▶ [HOW TO COMPLETE THIS TASK]
Report only the number of lines in this material that include "usize".

▶ [EXTRACTED ENTRIES]
___

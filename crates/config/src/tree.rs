//! Config-directory scanning.
//!
//! Responsibilities:
//! - Scan a directory for `.json` definition files and merge each into the
//!   config tree under its file stem.
//!
//! Does NOT handle:
//! - Recursion into subdirectories.
//! - Formats other than JSON.
//!
//! Invariants:
//! - File names are processed in lexicographic order, so stem collisions
//!   resolve deterministically (last alphabetical wins).
//! - Each qualifying file overwrites any existing entry for its stem.

use std::collections::BTreeMap;
use std::path::{Path, PathBuf};

use crate::error::ConfigError;
use crate::value::Value;

/// File extension recognized as a configuration definition.
const CONFIG_EXTENSION: &str = "json";

/// Scans the directory at `path` and merges each `.json` file into `tree`,
/// keyed by file stem.
///
/// Returns the number of files loaded.
pub(crate) fn load_config_dir(
    path: &Path,
    tree: &mut BTreeMap<String, Value>,
) -> Result<usize, ConfigError> {
    if !path.is_dir() {
        return Err(ConfigError::MissingConfigDir {
            path: path.to_path_buf(),
        });
    }

    let mut entries: Vec<PathBuf> = std::fs::read_dir(path)?
        .collect::<Result<Vec<_>, _>>()?
        .into_iter()
        .map(|entry| entry.path())
        .collect();
    entries.sort();

    let mut loaded = 0;
    for entry in entries {
        if entry.is_dir() {
            tracing::trace!(path = %entry.display(), "skipping subdirectory");
            continue;
        }
        if entry.extension().and_then(|ext| ext.to_str()) != Some(CONFIG_EXTENSION) {
            tracing::warn!(path = %entry.display(), "ignoring non-config file");
            continue;
        }
        let Some(stem) = entry.file_stem().and_then(|stem| stem.to_str()) else {
            tracing::warn!(path = %entry.display(), "ignoring file with non-UTF-8 name");
            continue;
        };

        let contents =
            std::fs::read_to_string(&entry).map_err(|source| ConfigError::ConfigFileRead {
                path: entry.clone(),
                source,
            })?;
        let value: Value =
            serde_json::from_str(&contents).map_err(|source| ConfigError::ConfigFileParse {
                path: entry.clone(),
                source,
            })?;

        tracing::trace!(path = %entry.display(), key = stem, "config file loaded");
        tree.insert(stem.to_string(), value);
        loaded += 1;
    }

    tracing::debug!(path = %path.display(), files = loaded, "config directory loaded");
    Ok(loaded)
}

#[cfg(test)]
mod tests {
    use super::*;
    use std::fs;
    use tempfile::TempDir;

    fn load(dir: &TempDir) -> Result<BTreeMap<String, Value>, ConfigError> {
        let mut tree = BTreeMap::new();
        load_config_dir(dir.path(), &mut tree)?;
        Ok(tree)
    }

    #[test]
    fn test_files_are_keyed_by_stem() {
        let dir = TempDir::new().unwrap();
        fs::write(
            dir.path().join("database.json"),
            r#"{"host": "localhost", "port": 5432}"#,
        )
        .unwrap();
        fs::write(dir.path().join("cache.json"), r#"{"ttl": 60}"#).unwrap();

        let tree = load(&dir).unwrap();
        assert_eq!(tree.len(), 2);
        assert_eq!(
            tree["database"].pointer("host").and_then(Value::as_str),
            Some("localhost")
        );
        assert_eq!(tree["cache"].pointer("ttl").and_then(Value::as_i64), Some(60));
    }

    #[test]
    fn test_missing_directory_errors() {
        let dir = TempDir::new().unwrap();
        let mut tree = BTreeMap::new();
        let err = load_config_dir(&dir.path().join("absent"), &mut tree).unwrap_err();
        assert!(matches!(err, ConfigError::MissingConfigDir { .. }));
    }

    #[test]
    fn test_non_json_files_and_subdirectories_are_ignored() {
        let dir = TempDir::new().unwrap();
        fs::write(dir.path().join("app.json"), r#"{"name": "demo"}"#).unwrap();
        fs::write(dir.path().join("README.md"), "ignored").unwrap();
        fs::write(dir.path().join("notes.txt"), "ignored").unwrap();
        fs::create_dir(dir.path().join("nested")).unwrap();
        fs::write(dir.path().join("nested").join("inner.json"), r#"{}"#).unwrap();

        let tree = load(&dir).unwrap();
        assert_eq!(tree.len(), 1);
        assert!(tree.contains_key("app"));
    }

    #[test]
    fn test_scalar_and_sequence_documents() {
        let dir = TempDir::new().unwrap();
        fs::write(dir.path().join("banner.json"), r#""hello""#).unwrap();
        fs::write(dir.path().join("ports.json"), "[80, 443]").unwrap();

        let tree = load(&dir).unwrap();
        assert_eq!(tree["banner"].as_str(), Some("hello"));
        assert_eq!(tree["ports"].as_sequence().map(<[Value]>::len), Some(2));
    }

    #[test]
    fn test_parse_error_names_the_file() {
        let dir = TempDir::new().unwrap();
        fs::write(dir.path().join("broken.json"), "{not json").unwrap();
        let mut tree = BTreeMap::new();
        let err = load_config_dir(dir.path(), &mut tree).unwrap_err();
        match err {
            ConfigError::ConfigFileParse { path, .. } => {
                assert!(path.ends_with("broken.json"));
            }
            other => panic!("expected ConfigFileParse, got {other:?}"),
        }
    }

    #[test]
    fn test_repeated_load_overwrites_existing_keys() {
        let dir = TempDir::new().unwrap();
        fs::write(dir.path().join("app.json"), r#"{"v": 1}"#).unwrap();

        let mut tree = BTreeMap::new();
        load_config_dir(dir.path(), &mut tree).unwrap();
        assert_eq!(tree["app"].pointer("v").and_then(Value::as_i64), Some(1));

        fs::write(dir.path().join("app.json"), r#"{"v": 2}"#).unwrap();
        load_config_dir(dir.path(), &mut tree).unwrap();
        assert_eq!(tree["app"].pointer("v").and_then(Value::as_i64), Some(2));
        assert_eq!(tree.len(), 1);
    }
}
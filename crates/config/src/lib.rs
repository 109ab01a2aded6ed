//! Configuration loading for conflet.
//!
//! This crate reads `KEY=VALUE` pairs from a `.env`-style file and merges a
//! directory of JSON configuration definitions into one nested value tree.
//! Both are exposed through a [`Config`] handle with exact-key environment
//! lookups and dotted-path config lookups, each with a default-fallback form.
//!
//! Typical usage is load-once-read-many:
//!
//! ```no_run
//! use conflet_config::Config;
//!
//! let config = Config::load()?;
//! let app_env = config.env_or("APP_ENV", "production");
//! let db_host = config.get_str("database.host");
//! # Ok::<(), conflet_config::ConfigError>(())
//! ```

mod env;
mod error;
mod loader;
mod tree;
pub mod value;

pub use error::ConfigError;
pub use loader::{Config, ConfigLoader};
pub use value::Value;
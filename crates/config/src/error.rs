//! Error types for configuration loading.
//!
//! Responsibilities:
//! - Define error variants for all configuration loading failures.
//!
//! Does NOT handle:
//! - Recovery; every variant aborts the load step that raised it.
//!
//! Invariants:
//! - Variants carry the offending path (and line number where relevant).
//! - Env-file errors NEVER include raw line contents to prevent secret leakage.

use std::path::PathBuf;
use thiserror::Error;

/// Errors that can occur during configuration loading.
#[derive(Error, Debug)]
pub enum ConfigError {
    /// No env file exists at the requested path.
    #[error("env file not found at {path}")]
    MissingEnvFile {
        /// The path that was checked.
        path: PathBuf,
    },

    /// No config directory exists at the requested path.
    #[error("config directory not found at {path}")]
    MissingConfigDir {
        /// The path that was checked.
        path: PathBuf,
    },

    /// A non-comment, non-blank env line contained no `=` separator.
    ///
    /// Only the line number is reported, never the line contents.
    #[error("malformed line {line} in env file {path}: expected KEY=VALUE")]
    MalformedEnvLine {
        /// Path of the env file being parsed.
        path: PathBuf,
        /// One-based line number of the offending line.
        line: usize,
    },

    /// Failed to read a configuration definition file.
    #[error("failed to read config file at {path}")]
    ConfigFileRead {
        /// Path of the unreadable file.
        path: PathBuf,
        /// The underlying I/O error.
        #[source]
        source: std::io::Error,
    },

    /// Failed to parse a configuration definition file as JSON.
    #[error("failed to parse config file at {path}")]
    ConfigFileParse {
        /// Path of the unparseable file.
        path: PathBuf,
        /// The underlying parse error.
        #[source]
        source: serde_json::Error,
    },

    /// Any other I/O failure while loading.
    #[error("IO error: {0}")]
    Io(#[from] std::io::Error),
}
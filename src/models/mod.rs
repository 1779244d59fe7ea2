// Model exports
pub mod domain;
pub mod requests;
pub mod responses;

pub use domain::{DonorRecord, DonorTable, RecipientQuery, FeatureVector, RankedMatch, SkippedRow, BLOOD_GROUPS, FEATURE_COUNT};
pub use requests::RecommendRequest;
pub use responses::{RecommendResponse, MatchEntry, DonorSummaryResponse, HealthResponse, ErrorResponse};
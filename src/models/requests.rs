use serde::{Deserialize, Serialize};
use validator::{Validate, ValidationError};

use crate::models::domain::{RecipientQuery, BLOOD_GROUPS};

/// Request to recommend donors for a recipient
#[derive(Debug, Clone, Serialize, Deserialize, Validate)]
pub struct RecommendRequest {
    #[validate(length(min = 1))]
    pub name: String,
    #[validate(custom(function = "validate_blood_group"))]
    #[serde(alias = "blood_group_needed", rename = "bloodGroupNeeded")]
    pub blood_group_needed: String,
    #[validate(range(max = 100))]
    #[serde(default)]
    pub age: Option<u32>,
    #[validate(length(min = 1))]
    pub location: String,
    #[validate(range(min = 1, max = 10))]
    #[serde(default)]
    pub urgency: Option<u8>,
    #[validate(range(min = 1))]
    #[serde(default)]
    pub limit: Option<u16>,
}

impl RecommendRequest {
    pub fn to_query(&self) -> RecipientQuery {
        RecipientQuery {
            name: self.name.clone(),
            blood_group_needed: self.blood_group_needed.trim().to_uppercase(),
            age: self.age,
            location: self.location.clone(),
            urgency: self.urgency,
        }
    }
}

fn validate_blood_group(value: &str) -> Result<(), ValidationError> {
    let normalized = value.trim().to_uppercase();
    if BLOOD_GROUPS.contains(&normalized.as_str()) {
        Ok(())
    } else {
        Err(ValidationError::new("blood_group"))
    }
}
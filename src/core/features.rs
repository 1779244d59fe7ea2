use crate::core::compatibility::is_compatible;
use crate::core::error::FeatureError;
use crate::models::domain::columns;
use crate::models::{DonorRecord, FeatureVector, RecipientQuery};

/// Build the model input for one donor against one recipient
///
/// Feature layout:
/// 1. compatibility indicator (1.0 / 0.0)
/// 2. absolute age gap, 0.0 when either age is unknown
/// 3. case-insensitive location match (1.0 / 0.0)
/// 4. donor's number of donations, 0.0 when unknown
/// 5. recipient urgency, 0.0 when unknown
///
/// `blood group` and `location` are required; their absence is an error.
pub fn extract_features(
    donor: &DonorRecord,
    recipient: &RecipientQuery,
) -> Result<FeatureVector, FeatureError> {
    let blood_group = required(donor, columns::BLOOD_GROUP)?;
    let compatible = indicator(is_compatible(blood_group, &recipient.blood_group_needed));

    let age_gap = match (optional_number(donor, columns::AGE)?, recipient.age) {
        (Some(donor_age), Some(recipient_age)) => (donor_age - recipient_age as f64).abs(),
        _ => 0.0,
    };

    let location = required(donor, columns::LOCATION)?;
    let same_location = indicator(location.to_lowercase() == recipient.location.to_lowercase());

    let times_donated = optional_number(donor, columns::TIMES_DONATED)?.unwrap_or(0.0);
    let urgency = recipient.urgency.map(f64::from).unwrap_or(0.0);

    Ok(FeatureVector([
        compatible,
        age_gap,
        same_location,
        times_donated,
        urgency,
    ]))
}

/// Donor display name; required like the matching columns
pub fn donor_name(donor: &DonorRecord) -> Result<&str, FeatureError> {
    required(donor, columns::NAME)
}

#[inline]
fn indicator(flag: bool) -> f64 {
    if flag {
        1.0
    } else {
        0.0
    }
}

fn required<'a>(donor: &'a DonorRecord, field: &str) -> Result<&'a str, FeatureError> {
    donor.get(field).ok_or_else(|| FeatureError::MissingField {
        field: field.to_string(),
        line: donor.line,
    })
}

/// Numeric column that may be absent or blank
fn optional_number(donor: &DonorRecord, field: &str) -> Result<Option<f64>, FeatureError> {
    let raw = match donor.get(field).map(str::trim) {
        Some(value) if !value.is_empty() => value,
        _ => return Ok(None),
    };

    raw.parse::<f64>()
        .map(Some)
        .map_err(|_| FeatureError::InvalidNumber {
            field: field.to_string(),
            line: donor.line,
            value: raw.to_string(),
        })
}
// Core algorithm exports
pub mod compatibility;
pub mod error;
pub mod features;
pub mod loader;
pub mod model;
pub mod pipeline;
pub mod ranker;

pub use compatibility::{is_compatible, matching_rule, CompatibilityRule};
pub use error::{DataSourceError, EmptyResultWarning, FeatureError, ModelError, RecommendError};
pub use features::extract_features;
pub use loader::{load_donor_table, parse_donor_table};
pub use model::{LogisticModel, ScoringModel};
pub use pipeline::{Recommendation, Recommender, RowFailurePolicy};
pub use ranker::{rank_donors, DEFAULT_TOP_N};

___

▶ [RESPONSE]
2